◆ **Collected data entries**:
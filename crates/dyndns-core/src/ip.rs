//! Dotted-quad public IP value
//!
//! Detection services are trusted for shape only: an address is accepted when
//! it is four groups of one to three ASCII digits separated by dots. Octets
//! above 255 are not rejected.

use regex::Regex;
use serde::{Deserialize, Serialize};
use std::fmt;
use std::net::Ipv4Addr;
use std::sync::LazyLock;

static DOTTED_QUAD_EXACT: LazyLock<Regex> = LazyLock::new(|| {
    Regex::new(r"^[0-9]{1,3}\.[0-9]{1,3}\.[0-9]{1,3}\.[0-9]{1,3}$").unwrap()
});

static DOTTED_QUAD_SEARCH: LazyLock<Regex> = LazyLock::new(|| {
    Regex::new(r"\b[0-9]{1,3}\.[0-9]{1,3}\.[0-9]{1,3}\.[0-9]{1,3}\b").unwrap()
});

/// A public IPv4 address in dotted-quad text form
#[derive(Debug, Clone, PartialEq, Eq, Hash, Serialize, Deserialize)]
#[serde(try_from = "String", into = "String")]
pub struct PublicIp(String);

impl PublicIp {
    /// Parse an exact dotted-quad (surrounding whitespace is ignored)
    pub fn parse(text: &str) -> Option<Self> {
        let text = text.trim();
        DOTTED_QUAD_EXACT
            .is_match(text)
            .then(|| Self(text.to_string()))
    }

    /// Find the first dotted-quad substring in free text
    pub fn find_in(text: &str) -> Option<Self> {
        DOTTED_QUAD_SEARCH
            .find(text)
            .map(|m| Self(m.as_str().to_string()))
    }

    /// The address text
    pub fn as_str(&self) -> &str {
        &self.0
    }

    /// Strict conversion, `None` when an octet is out of range
    pub fn to_ipv4(&self) -> Option<Ipv4Addr> {
        self.0.parse().ok()
    }
}

impl fmt::Display for PublicIp {
    fn fmt(&self, f: &mut fmt::Formatter<'_>) -> fmt::Result {
        f.write_str(&self.0)
    }
}

impl From<Ipv4Addr> for PublicIp {
    fn from(ip: Ipv4Addr) -> Self {
        Self(ip.to_string())
    }
}

impl From<PublicIp> for String {
    fn from(ip: PublicIp) -> Self {
        ip.0
    }
}

impl TryFrom<String> for PublicIp {
    type Error = String;

    fn try_from(value: String) -> Result<Self, Self::Error> {
        Self::parse(&value).ok_or_else(|| format!("not a dotted-quad address: {}", value))
    }
}

impl std::str::FromStr for PublicIp {
    type Err = crate::Error;

    fn from_str(s: &str) -> Result<Self, Self::Err> {
        Self::parse(s)
            .ok_or_else(|| crate::Error::invalid_input(format!("not a dotted-quad address: {}", s)))
    }
}

#[cfg(test)]
mod tests {
    use super::*;

    #[test]
    fn test_parse_exact() {
        assert_eq!(
            PublicIp::parse("203.0.113.5").map(|ip| ip.to_string()),
            Some("203.0.113.5".to_string())
        );
        assert_eq!(
            PublicIp::parse(" 198.51.100.7\n").map(|ip| ip.to_string()),
            Some("198.51.100.7".to_string())
        );
        assert!(PublicIp::parse("203.0.113").is_none());
        assert!(PublicIp::parse("ip 203.0.113.5").is_none());
        assert!(PublicIp::parse("2001:db8::1").is_none());
        assert!(PublicIp::parse("1234.0.0.1").is_none());
    }

    #[test]
    fn test_out_of_range_octets_are_accepted() {
        let ip = PublicIp::parse("999.1.2.3").unwrap();
        assert_eq!(ip.as_str(), "999.1.2.3");
        assert!(ip.to_ipv4().is_none());
    }

    #[test]
    fn test_find_in_plain_text() {
        let ip = PublicIp::find_in("your ip is 198.51.100.7\n").unwrap();
        assert_eq!(ip.as_str(), "198.51.100.7");
    }

    #[test]
    fn test_find_takes_first_match() {
        let ip = PublicIp::find_in("client=10.0.0.1 server=192.0.2.1").unwrap();
        assert_eq!(ip.as_str(), "10.0.0.1");
    }

    #[test]
    fn test_find_respects_word_boundaries() {
        assert!(PublicIp::find_in("1234.5.6.7").is_none());
        assert!(PublicIp::find_in("no address here").is_none());
    }

    #[test]
    fn test_serde_round_trip_rejects_garbage() {
        let ip: PublicIp = serde_json::from_str("\"203.0.113.5\"").unwrap();
        assert_eq!(ip.as_str(), "203.0.113.5");
        assert!(serde_json::from_str::<PublicIp>("\"not-an-ip\"").is_err());
    }
}
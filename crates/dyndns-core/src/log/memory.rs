// # Memory Log Sink
//
// Bounded in-memory ring of monitor events.
//
// ## Behavior
//
// - Holds at most `capacity` entries (100 by default)
// - Appending to a full ring evicts the oldest entry
// - Reads are newest-first
// - Every appended entry is mirrored to `tracing` at a level matching its kind
//
// History is lost on restart.

use async_trait::async_trait;
use std::collections::VecDeque;
use std::sync::Arc;
use tokio::sync::RwLock;

use crate::Error;
use crate::config::DEFAULT_LOG_CAPACITY;
use crate::traits::log_sink::{LogEntry, LogKind, LogSink};

/// In-memory log sink
///
/// # Example
///
/// ```rust,no_run
/// use dyndns_core::log::MemoryLogSink;
/// use dyndns_core::{LogEntry, LogKind, LogSink};
///
/// #[tokio::main]
/// async fn main() -> Result<(), Box<dyn std::error::Error>> {
///     let sink = MemoryLogSink::new();
///
///     sink.append(LogEntry::new(LogKind::Info, "IP has not changed", None, chrono::Utc::now()))
///         .await?;
///
///     let latest = sink.recent(10).await?;
///     assert_eq!(latest.len(), 1);
///
///     Ok(())
/// }
/// ```
#[derive(Debug, Clone)]
pub struct MemoryLogSink {
    entries: Arc<RwLock<VecDeque<LogEntry>>>,
    capacity: usize,
}

impl MemoryLogSink {
    /// Create a sink holding the default number of entries
    pub fn new() -> Self {
        Self::with_capacity(DEFAULT_LOG_CAPACITY)
    }

    /// Create a sink holding at most `capacity` entries
    pub fn with_capacity(capacity: usize) -> Self {
        let capacity = capacity.max(1);
        Self {
            entries: Arc::new(RwLock::new(VecDeque::with_capacity(capacity))),
            capacity,
        }
    }

    /// Maximum number of retained entries
    pub fn capacity(&self) -> usize {
        self.capacity
    }

    /// Number of entries currently held
    pub async fn len(&self) -> usize {
        self.entries.read().await.len()
    }

    /// Check if the sink is empty
    pub async fn is_empty(&self) -> bool {
        self.entries.read().await.is_empty()
    }
}

impl Default for MemoryLogSink {
    fn default() -> Self {
        Self::new()
    }
}

fn mirror(entry: &LogEntry) {
    let ip = entry.ip.as_ref().map(|ip| ip.as_str()).unwrap_or("-");
    match entry.kind {
        LogKind::Info => tracing::info!(ip, "{}", entry.message),
        LogKind::Success => tracing::info!(ip, outcome = "success", "{}", entry.message),
        LogKind::Error => tracing::error!(ip, "{}", entry.message),
    }
}

#[async_trait]
impl LogSink for MemoryLogSink {
    async fn append(&self, entry: LogEntry) -> Result<(), Error> {
        mirror(&entry);

        let mut guard = self.entries.write().await;
        // Newest at the front
        guard.push_front(entry);
        guard.truncate(self.capacity);
        Ok(())
    }

    async fn recent(&self, limit: usize) -> Result<Vec<LogEntry>, Error> {
        let guard = self.entries.read().await;
        Ok(guard.iter().take(limit).cloned().collect())
    }

    async fn clear(&self) -> Result<(), Error> {
        self.entries.write().await.clear();
        Ok(())
    }
}
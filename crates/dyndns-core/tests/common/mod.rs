//! Test doubles and common utilities for the monitor contract tests
//!
//! The doubles record every call so tests can assert on call counts,
//! ordering and overlap without real network access.

#![allow(dead_code)]

use async_trait::async_trait;
use chrono::{DateTime, TimeZone, Utc};
use dyndns_core::traits::check_update_parameters;
use dyndns_core::{
    Clock, Credentials, DnsProvider, IpResolver, MemoryLogSink, Monitor, MonitorConfig,
    ProviderKind, ProviderOutcome, PublicIp, ResolutionError, UpdateError,
};
use std::collections::VecDeque;
use std::sync::atomic::{AtomicUsize, Ordering};
use std::sync::{Arc, Mutex};
use std::time::Duration;
use tokio::time::Instant;

pub fn ip(text: &str) -> PublicIp {
    PublicIp::parse(text).expect("valid dotted-quad")
}

/// Tracks how many calls overlap
#[derive(Default)]
struct Concurrency {
    current: AtomicUsize,
    max: AtomicUsize,
}

impl Concurrency {
    fn enter(&self) {
        let now = self.current.fetch_add(1, Ordering::SeqCst) + 1;
        self.max.fetch_max(now, Ordering::SeqCst);
    }

    fn exit(&self) {
        self.current.fetch_sub(1, Ordering::SeqCst);
    }
}

/// An IpResolver returning a configurable address, with optional scripted
/// results and an artificial delay
pub struct ScriptedResolver {
    ip: Mutex<PublicIp>,
    script: Mutex<VecDeque<Result<PublicIp, ResolutionError>>>,
    delay: Duration,
    call_starts: Mutex<Vec<Instant>>,
    concurrency: Concurrency,
}

impl ScriptedResolver {
    pub fn new(address: &str) -> Self {
        Self::with_delay(address, Duration::ZERO)
    }

    pub fn with_delay(address: &str, delay: Duration) -> Self {
        Self {
            ip: Mutex::new(ip(address)),
            script: Mutex::new(VecDeque::new()),
            delay,
            call_starts: Mutex::new(Vec::new()),
            concurrency: Concurrency::default(),
        }
    }

    /// Change the address returned once the script is exhausted
    pub fn set_ip(&self, address: &str) {
        *self.ip.lock().unwrap() = ip(address);
    }

    /// Queue a result consumed before the default address
    pub fn push_result(&self, result: Result<PublicIp, ResolutionError>) {
        self.script.lock().unwrap().push_back(result);
    }

    pub fn call_count(&self) -> usize {
        self.call_starts.lock().unwrap().len()
    }

    pub fn call_starts(&self) -> Vec<Instant> {
        self.call_starts.lock().unwrap().clone()
    }

    pub fn max_in_flight(&self) -> usize {
        self.concurrency.max.load(Ordering::SeqCst)
    }
}

#[async_trait]
impl IpResolver for ScriptedResolver {
    async fn resolve(&self, _config: &MonitorConfig) -> Result<PublicIp, ResolutionError> {
        self.call_starts.lock().unwrap().push(Instant::now());
        self.concurrency.enter();

        if !self.delay.is_zero() {
            tokio::time::sleep(self.delay).await;
        }

        let scripted = self.script.lock().unwrap().pop_front();
        let result = scripted.unwrap_or_else(|| Ok(self.ip.lock().unwrap().clone()));

        self.concurrency.exit();
        result
    }
}

/// A recorded provider call
#[derive(Debug, Clone, PartialEq, Eq)]
pub struct ProviderCall {
    pub provider: ProviderKind,
    pub domain: String,
    pub ip: PublicIp,
}

/// A DnsProvider that records calls and answers from a script
pub struct MockDnsProvider {
    calls: Mutex<Vec<ProviderCall>>,
    script: Mutex<VecDeque<Result<ProviderOutcome, UpdateError>>>,
    delay: Duration,
    concurrency: Concurrency,
}

impl MockDnsProvider {
    pub fn new() -> Self {
        Self::with_delay(Duration::ZERO)
    }

    pub fn with_delay(delay: Duration) -> Self {
        Self {
            calls: Mutex::new(Vec::new()),
            script: Mutex::new(VecDeque::new()),
            delay,
            concurrency: Concurrency::default(),
        }
    }

    /// Queue a result; once exhausted the provider answers `good <ip>`
    pub fn push_result(&self, result: Result<ProviderOutcome, UpdateError>) {
        self.script.lock().unwrap().push_back(result);
    }

    pub fn calls(&self) -> Vec<ProviderCall> {
        self.calls.lock().unwrap().clone()
    }

    pub fn call_count(&self) -> usize {
        self.calls.lock().unwrap().len()
    }

    pub fn max_in_flight(&self) -> usize {
        self.concurrency.max.load(Ordering::SeqCst)
    }
}

#[async_trait]
impl DnsProvider for MockDnsProvider {
    async fn update(
        &self,
        provider: ProviderKind,
        domain: &str,
        credentials: &Credentials,
        ip: &PublicIp,
    ) -> Result<ProviderOutcome, UpdateError> {
        // Same fail-fast rule as the real adapter; not recorded as a call
        check_update_parameters(domain, credentials)?;

        self.calls.lock().unwrap().push(ProviderCall {
            provider,
            domain: domain.to_string(),
            ip: ip.clone(),
        });
        self.concurrency.enter();

        if !self.delay.is_zero() {
            tokio::time::sleep(self.delay).await;
        }

        let scripted = self.script.lock().unwrap().pop_front();
        self.concurrency.exit();
        scripted.unwrap_or_else(|| Ok(ProviderOutcome::Success(format!("good {}", ip))))
    }
}

/// A clock frozen at a fixed instant
pub struct FixedClock(pub DateTime<Utc>);

impl FixedClock {
    pub fn new() -> Self {
        Self(Utc.with_ymd_and_hms(2025, 1, 9, 12, 0, 0).unwrap())
    }
}

impl Clock for FixedClock {
    fn now(&self) -> DateTime<Utc> {
        self.0
    }
}

/// Monitor wired to the given doubles, plus its log sink
pub fn build_monitor(
    resolver: &Arc<ScriptedResolver>,
    provider: &Arc<MockDnsProvider>,
) -> (Monitor, Arc<MemoryLogSink>) {
    let sink = Arc::new(MemoryLogSink::new());
    let monitor = Monitor::with_parts(
        resolver.clone(),
        provider.clone(),
        sink.clone(),
        Arc::new(FixedClock::new()),
    );
    (monitor, sink)
}

/// Minimal valid configuration
pub fn test_config(provider: ProviderKind, interval_secs: u64) -> MonitorConfig {
    MonitorConfig::new(provider, "h.example.com", Credentials::new("u", "p"))
        .with_interval_secs(interval_secs)
}

/// Let spawned tasks run without advancing the paused clock past any timer
pub async fn settle() {
    for _ in 0..10 {
        tokio::task::yield_now().await;
    }
}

◆ **Work instructions**:
Nothing but the lines from the one that contains "pub fn test_config(provider: ProviderKind, interval_secs: u64)" through the end of the data above should appear, each reproduced exactly.

◆ **The completed task**:
pub fn test_config(provider: ProviderKind, interval_secs: u64) -> MonitorConfig {
    MonitorConfig::new(provider, "h.example.com", Credentials::new("u", "p"))
        .with_interval_secs(interval_secs)
}

/// Let spawned tasks run without advancing the paused clock past any timer
pub async fn settle() {
    for _ in 0..10 {
        tokio::task::yield_now().await;
    }
}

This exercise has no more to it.